Il premier ha infatti telefonato il numero uno della Figc, chiedendo di attuare nuove misure per limitare i contagi nel mondo del calcio, valutando se necessario lo stop dei campionati o, in alternativa, ritornare a disputare le partite a porte chiuse.
Il Covid ha indubbiamente condizionato anche lo sport sia nello spettacolo che nella sua simbologia. Stadi e palazzetti, vuoti o dalla capienza limitata e l’abolizione della stretta di mano tra gli atleti, sostituita dai saluti tramite gomitata, o dal più diffuso pugno contro punto, sono alcuni degli elementi che hanno caratterizzato questo biennio di pandemia.
Il prossimo passo per poter contrastare la diffusione del virus, cercando un ritorno alla normalità è arrivato nella prima uscita del 2022 della Tonno Callipo Vibo Valentia. Nel recupero di serie A1 maschile di volley, alcuni giocatori della formazione vibonese, sono scesi in campo contro la Leo Shoes Modena indossando la mascherina protettiva Ffp2. Una prima storica volta in Italia che potrebbe rappresentare una nuova frontiera dello sport in epoca di Covid.
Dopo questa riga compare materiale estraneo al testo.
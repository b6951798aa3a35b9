use std::collections::{BTreeMap, HashMap};

use chrono::{Datelike, Duration, NaiveDate};

use crate::domain::{TimeEntry, seconds_to_hours};
use crate::projects::ProjectRegistry;

pub const DEFAULT_PAGE_SIZE: usize = 10;
pub const DAILY_BUCKETS: usize = 30;
pub const WEEKLY_BUCKETS: usize = 8;

/// Project and inclusive day-range selection. Empty fields match everything.
#[derive(Debug, Clone, Default, PartialEq)]
pub struct EntryFilter {
    pub project_id: Option<String>,
    pub from: Option<NaiveDate>,
    pub to: Option<NaiveDate>,
}

impl EntryFilter {
    pub fn matches(&self, entry: &TimeEntry) -> bool {
        if let Some(project_id) = &self.project_id {
            if &entry.project_id != project_id {
                return false;
            }
        }
        if let Some(from) = self.from {
            if entry.date < from {
                return false;
            }
        }
        if let Some(to) = self.to {
            if entry.date > to {
                return false;
            }
        }
        true
    }
}

/// Entries matching `filter`, most recent day first. Same-day entries keep source order.
pub fn filter_entries<'a>(entries: &'a [TimeEntry], filter: &EntryFilter) -> Vec<&'a TimeEntry> {
    let mut rows = entries
        .iter()
        .filter(|entry| filter.matches(entry))
        .collect::<Vec<_>>();
    rows.sort_by(|left, right| right.date.cmp(&left.date));
    rows
}

#[derive(Debug, Clone, PartialEq)]
pub struct Page<'a, T> {
    pub items: &'a [T],
    /// 1-based.
    pub page: usize,
    pub total_pages: usize,
    pub total_items: usize,
}

pub fn paginate<T>(items: &[T], page: usize, page_size: usize) -> Page<'_, T> {
    let page_size = page_size.max(1);
    let page = page.max(1);
    let start = ((page - 1).saturating_mul(page_size)).min(items.len());
    let end = page.saturating_mul(page_size).min(items.len());

    Page {
        items: &items[start..end],
        page,
        total_pages: items.len().div_ceil(page_size),
        total_items: items.len(),
    }
}

pub fn total_seconds(entries: &[&TimeEntry]) -> i64 {
    entries
        .iter()
        .fold(0_i64, |total, entry| total.saturating_add(entry.effective_duration()))
}

pub fn total_hours(entries: &[&TimeEntry]) -> f64 {
    seconds_to_hours(total_seconds(entries))
}

#[derive(Debug, Clone, PartialEq)]
pub struct DayBucket {
    pub date: NaiveDate,
    pub seconds: i64,
    /// Seconds per project id within the day.
    pub by_project: BTreeMap<String, i64>,
}

impl DayBucket {
    pub fn hours(&self) -> f64 {
        seconds_to_hours(self.seconds)
    }
}

/// Per-day totals in ascending date order, limited to the latest `DAILY_BUCKETS` days.
pub fn daily_series(entries: &[&TimeEntry]) -> Vec<DayBucket> {
    let mut days = BTreeMap::<NaiveDate, DayBucket>::new();
    for entry in entries {
        let bucket = days.entry(entry.date).or_insert_with(|| DayBucket {
            date: entry.date,
            seconds: 0,
            by_project: BTreeMap::new(),
        });
        let seconds = entry.effective_duration();
        bucket.seconds = bucket.seconds.saturating_add(seconds);
        let project_seconds = bucket.by_project.entry(entry.project_id.clone()).or_insert(0);
        *project_seconds = project_seconds.saturating_add(seconds);
    }

    latest(days.into_values().collect(), DAILY_BUCKETS)
}

#[derive(Debug, Clone, PartialEq)]
pub struct ProjectBucket {
    pub project_id: String,
    pub name: String,
    pub color: String,
    pub seconds: i64,
    pub entries: usize,
}

impl ProjectBucket {
    pub fn hours(&self) -> f64 {
        seconds_to_hours(self.seconds)
    }
}

/// Totals grouped by project id, largest first.
///
/// Buckets are labelled with the project's current name. For deleted projects the
/// first snapshot name seen is used, which is the most recent one when `entries`
/// comes from [`filter_entries`].
pub fn project_series(entries: &[&TimeEntry], projects: &ProjectRegistry) -> Vec<ProjectBucket> {
    let mut order = Vec::<String>::new();
    let mut buckets = HashMap::<String, ProjectBucket>::new();
    for entry in entries {
        let bucket = buckets.entry(entry.project_id.clone()).or_insert_with(|| {
            order.push(entry.project_id.clone());
            let name = projects
                .get(&entry.project_id)
                .map(|project| project.name.clone())
                .unwrap_or_else(|| entry.project_name.clone());
            ProjectBucket {
                project_id: entry.project_id.clone(),
                name,
                color: projects.color_for(&entry.project_id).to_string(),
                seconds: 0,
                entries: 0,
            }
        });
        bucket.seconds = bucket.seconds.saturating_add(entry.effective_duration());
        bucket.entries += 1;
    }

    let mut rows = order
        .into_iter()
        .filter_map(|project_id| buckets.remove(&project_id))
        .collect::<Vec<_>>();
    rows.sort_by(|left, right| right.seconds.cmp(&left.seconds).then_with(|| left.name.cmp(&right.name)));
    rows
}

#[derive(Debug, Clone, PartialEq)]
pub struct WeekBucket {
    /// Sunday that opens the week.
    pub week_start: NaiveDate,
    pub seconds: i64,
}

impl WeekBucket {
    pub fn hours(&self) -> f64 {
        seconds_to_hours(self.seconds)
    }
}

pub fn week_start(day: NaiveDate) -> NaiveDate {
    day - Duration::days(day.weekday().num_days_from_sunday().into())
}

/// Per-week totals in ascending order, limited to the latest `WEEKLY_BUCKETS` weeks.
pub fn weekly_series(entries: &[&TimeEntry]) -> Vec<WeekBucket> {
    let mut weeks = BTreeMap::<NaiveDate, i64>::new();
    for entry in entries {
        let seconds = weeks.entry(week_start(entry.date)).or_insert(0);
        *seconds = seconds.saturating_add(entry.effective_duration());
    }

    let rows = weeks
        .into_iter()
        .map(|(week_start, seconds)| WeekBucket { week_start, seconds })
        .collect();
    latest(rows, WEEKLY_BUCKETS)
}

fn latest<T>(mut rows: Vec<T>, limit: usize) -> Vec<T> {
    if rows.len() > limit {
        rows.drain(..rows.len() - limit);
    }
    rows
}

/// Everything the reporting views show for one filter.
#[derive(Debug, Clone, PartialEq)]
pub struct Report {
    pub entry_count: usize,
    pub total_seconds: i64,
    pub daily: Vec<DayBucket>,
    pub projects: Vec<ProjectBucket>,
    pub weekly: Vec<WeekBucket>,
}

impl Report {
    pub fn build(entries: &[TimeEntry], projects: &ProjectRegistry, filter: &EntryFilter) -> Self {
        let rows = filter_entries(entries, filter);
        Self {
            entry_count: rows.len(),
            total_seconds: total_seconds(&rows),
            daily: daily_series(&rows),
            projects: project_series(&rows, projects),
            weekly: weekly_series(&rows),
        }
    }

    pub fn total_hours(&self) -> f64 {
        seconds_to_hours(self.total_seconds)
    }
}
use chrono::{DateTime, NaiveDate, Utc};
use rand::{Rng, distributions::Alphanumeric, thread_rng};
use serde::{Deserialize, Serialize};

const ID_LEN: usize = 8;

/// Display color for entries whose project no longer exists.
pub const FALLBACK_COLOR: &str = "#94a3b8";

pub const PROJECT_PALETTE: [&str; 8] = [
    "#3b82f6", "#8b5cf6", "#10b981", "#f59e0b", "#ef4444", "#ec4899", "#06b6d4", "#84cc16",
];

#[derive(Debug, Clone, PartialEq, Serialize, Deserialize)]
#[serde(rename_all = "camelCase")]
pub struct Project {
    pub id: String,
    pub name: String,
    pub color: String,
    pub created_at: DateTime<Utc>,
}

/// A tracked interval of work on a project.
///
/// `duration` is fixed when the timer stops. A later manual correction is kept
/// alongside it in `edited_duration` so both values remain visible.
#[derive(Debug, Clone, PartialEq, Serialize, Deserialize)]
#[serde(rename_all = "camelCase")]
pub struct TimeEntry {
    pub id: String,
    pub project_id: String,
    pub project_name: String,
    pub start_time: DateTime<Utc>,
    #[serde(default, skip_serializing_if = "Option::is_none")]
    pub end_time: Option<DateTime<Utc>>,
    pub duration: i64,
    pub date: NaiveDate,
    pub is_running: bool,
    #[serde(default, skip_serializing_if = "Option::is_none")]
    pub edited_duration: Option<i64>,
}

impl TimeEntry {
    /// Seconds used for every display and aggregation.
    pub fn effective_duration(&self) -> i64 {
        self.edited_duration.unwrap_or(self.duration)
    }

    pub fn is_edited(&self) -> bool {
        self.edited_duration.is_some()
    }
}

pub fn calendar_day(timestamp: DateTime<Utc>) -> NaiveDate {
    timestamp.date_naive()
}

/// Projects seeded when storage has never held a project list.
pub fn default_projects(now: DateTime<Utc>) -> Vec<Project> {
    [("Development", 0), ("Design", 1), ("Meetings", 2)]
        .into_iter()
        .map(|(name, palette_index)| Project {
            id: generate_id(),
            name: name.to_string(),
            color: PROJECT_PALETTE[palette_index].to_string(),
            created_at: now,
        })
        .collect()
}

pub fn generate_id() -> String {
    thread_rng()
        .sample_iter(&Alphanumeric)
        .take(ID_LEN)
        .map(char::from)
        .collect()
}

/// Total seconds for an `h:m:s` edit. A total that does not fit counts as zero,
/// like any other unusable duration input.
pub fn duration_from_parts(hours: u64, minutes: u64, seconds: u64) -> i64 {
    hours
        .checked_mul(3600)
        .and_then(|total| total.checked_add(minutes.checked_mul(60)?))
        .and_then(|total| total.checked_add(seconds))
        .and_then(|total| i64::try_from(total).ok())
        .unwrap_or(0)
}

/// Lenient numeric field parsing: anything that is not a non-negative integer counts as zero.
pub fn parse_component(input: &str) -> u64 {
    input.trim().parse().unwrap_or(0)
}

pub fn seconds_to_hours(seconds: i64) -> f64 {
    seconds as f64 / 3600.0
}

pub fn format_duration(seconds: i64) -> String {
    let total_seconds = seconds.max(0);
    let hours = total_seconds / 3600;
    let minutes = (total_seconds % 3600) / 60;
    let seconds = total_seconds % 60;
    format!("{hours:02}:{minutes:02}:{seconds:02}")
}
Tra i giocatori che hanno fatto questa scelta Saitta, Nelli, Borges, Gargiulo, Flavio e Nishida. Gli atleti hanno indossato la protezione contro il Covid non solo nei 'momenti morti' del match ma anche durante il riscaldamento e soprattutto a partita in corso. Lo hanno fatto nonostante non vi fosse alcun regolamento che ne prevedesse l’utilizzo o una determinazione dell’Asl, ma semplicemente come ulteriore tentativo per fermare il contagio tra i giocatori, che ha causato numerosi rinvii anche nel massimo campionato italiano di Pallavolo.